Department of Ophthalmology, University of California, San Francisco, San Francisco, CA, USA.
Ocul Immunol Inflamm. 2022 Jan 2;30(1):198-202. doi: 10.1080/09273948.2020.1774906. Epub 2020 Aug 11.
Sub-analysis of the FAST Trial comparing change in CD4 (∆CD4) from baseline through 12 months in uveitis patients treated with mycophenolate mofetil (MMF) and methotrexate (MTX).
Patients were randomly allocated to 1.5 g twice daily MMF or 25 mg weekly MTX. Individuals with CD4 counts at baseline, 6 months (or treatment failure prior), and 12 months (or treatment failure between 6 and 12 months) were included. The association between treatment and ∆CD4 (cells/μL) was analyzed using multivariable linear regression.
There was no significant difference in ∆CD4 between MMF and MTX at 6 months (-31.7 cells/μL for MMF compared to MTX; 95% CI: -358.2 to 294.8, = .85) and 12 months (-78.3 cells/μL for MMF compared to MTX; 95% CI: -468.0 to 311.3; = .69).
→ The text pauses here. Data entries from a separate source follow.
//! Observable outcomes of ticks and commands
//!
//! Rejected transitions are not errors: they leave state untouched and are
//! reported here so hosts and tests can see what happened.

use serde::{Deserialize, Serialize};

use super::collision::Contact;

/// Why an enter-superposition request was refused
#[derive(Debug, Clone, Copy, PartialEq, Eq, Serialize, Deserialize)]
pub enum RejectReason {
    /// Body is not on a platform or the floor
    Airborne,
    /// A superposition is already open
    AlreadyActive,
    /// Level is complete; only restart is accepted
    LevelWon,
}

#[derive(Debug, Clone, Copy, PartialEq, Serialize, Deserialize)]
pub enum SimEvent {
    Jumped,
    /// Jump pressed while airborne, suspended, or after the win
    JumpRejected,
    /// Body touched down this tick after being airborne
    Landed { surface: Contact },
    SuperpositionEntered { facing: f32 },
    SuperpositionRejected { reason: RejectReason },
    /// Body teleported to the candidate at `index`
    Collapsed { index: usize },
    /// Selection point hit no candidate, or no superposition was open
    CollapseMissed,
    /// Goal reached on tick `ticks`
    Won { ticks: u64 },
    Restarted,
    /// Restart requested while still playing
    RestartRejected,
}

impl SimEvent {
    /// True for events that record a refused command
    pub fn is_rejection(&self) -> bool {
        matches!(
            self,
            SimEvent::JumpRejected
                | SimEvent::SuperpositionRejected { .. }
                | SimEvent::CollapseMissed
                | SimEvent::RestartRejected
        )
    }
}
There was no significant difference in ∆CD4 between MMF and MTX from baseline to 12 months, suggesting that MMF does not confer additional risk of CD4 lymphopenia in uveitic patients.ClinicalTrials.gov Identifier: NCT01829295.
对 FAST 试验的亚组分析比较了接受吗替麦考酚酯(MMF)和甲氨蝶呤(MTX)治疗的葡萄膜炎患者从基线到 12 个月时 CD4 变化(∆CD4)。
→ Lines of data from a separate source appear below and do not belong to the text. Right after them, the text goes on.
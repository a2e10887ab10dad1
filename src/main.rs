//! Quantum Leap entry point
//!
//! On the web the game is driven from JS through `platform::web::WebGame`.
//! Natively this runs a scripted headless playthrough of the built-in level,
//! optionally under the step mode named by the first argument.

#[cfg(not(target_arch = "wasm32"))]
fn main() {
    env_logger::init();
    log::info!("Quantum Leap (native) starting...");
    log::info!("Native mode is headless - serve the wasm build for the playable version");

    let mut sim = quantum_leap::Simulation::with_defaults();
    // Optional first argument: "fixed" or "frame"
    if let Some(name) = std::env::args().nth(1) {
        match quantum_leap::StepMode::from_str(&name) {
            Some(mode) => {
                if let Err(e) = sim.set_step_mode(mode) {
                    log::error!("{}", e);
                }
            }
            None => log::warn!("Unknown step mode '{}', keeping {}", name, sim.step_mode().as_str()),
        }
    }
    if demo::play(&mut sim) {
        println!("Level cleared in {} ticks", sim.state().time_ticks);
    } else {
        log::warn!("Scripted run did not reach the goal");
    }
    println!("{}", sim.snapshot().to_json());

    log::info!("{:?}", sim.restart());
}

#[cfg(target_arch = "wasm32")]
fn main() {
    // WASM entry point is WebGame, this is just to satisfy the compiler
}

#[cfg(not(target_arch = "wasm32"))]
mod demo {
    use quantum_leap::Simulation;

    /// One host frame at 60 Hz
    const FRAME: f32 = 1.0 / 60.0;

    fn frames(sim: &mut Simulation, count: usize) {
        for _ in 0..count {
            for event in sim.step(FRAME) {
                log::info!("tick {}: {:?}", sim.state().time_ticks, event);
            }
        }
    }

    fn walk_right(sim: &mut Simulation, count: usize) {
        sim.set_move_right(true);
        frames(sim, count);
        sim.set_move_right(false);
    }

    fn leap(sim: &mut Simulation, x: f32, y: f32) {
        log::info!("{:?}", sim.enter_superposition());
        log::info!("ghosts: {:?}", sim.state().superposition.candidates);
        log::info!("{:?}", sim.select_at(x, y));
    }

    /// Walk, long-leap onto the middle platform, high-leap onto the goal ledge
    pub fn play(sim: &mut Simulation) -> bool {
        frames(sim, 1);
        walk_right(sim, 30);
        leap(sim, 465.0, 415.0);
        frames(sim, 12);
        walk_right(sim, 14);
        leap(sim, 635.0, 255.0);
        frames(sim, 15);

        sim.set_move_right(true);
        for _ in 0..60 {
            if sim.state().is_won() {
                break;
            }
            frames(sim, 1);
        }
        sim.set_move_right(false);

        sim.state().is_won()
    }
}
患者被随机分配到 1.5g 每日两次 MMF 或 25mg 每周 MTX。纳入了基线、6 个月(或治疗失败前)和 12 个月(或 6 至 12 个月之间治疗失败)时 CD4 计数的个体。使用多变量线性回归分析治疗与 ∆CD4(细胞/μL)之间的关联。
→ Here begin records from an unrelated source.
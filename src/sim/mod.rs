//! Deterministic simulation module
//!
//! All gameplay logic lives here. This module must be pure and deterministic:
//! - One tick applies the tuning constants exactly once
//! - Stable iteration order (platforms and candidates in declaration order)
//! - No rendering or platform dependencies

pub mod collision;
pub mod events;
pub mod geometry;
pub mod snapshot;
pub mod state;
pub mod superposition;
pub mod tick;

pub use collision::{Contact, crosses_surface, integrate};
pub use events::{RejectReason, SimEvent};
pub use geometry::{Goal, Platform, Rect};
pub use snapshot::Snapshot;
pub use state::{Body, GameState, GameStatus};
pub use superposition::{Superposition, candidates_for};
pub use tick::{TickInput, enter_superposition, jump, select_at, tick};
//! Platform abstraction layer
//!
//! Handles host differences for:
//! - Input events (key codes, pointer positions)
//! - The browser binding (wasm32 only)

pub mod input;
#[cfg(target_arch = "wasm32")]
pub mod web;

pub use input::{InputMapper, Intent, RawEvent};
在 6 个月时,MMF 和 MTX 之间的 ∆CD4 没有显著差异(MMF 与 MTX 相比为-31.7 细胞/μL;95%CI:-358.2 至 294.8, = 0.85)和 12 个月时(MMF 与 MTX 相比为-78.3 细胞/μL;95%CI:-468.0 至 311.3; = 0.69)。
从基线到 12 个月,MMF 和 MTX 之间的 ∆CD4 没有显著差异,这表明 MMF 不会给葡萄膜炎患者带来 CD4 淋巴细胞减少的额外风险。
ClinicalTrials.gov 标识符:NCT01829295。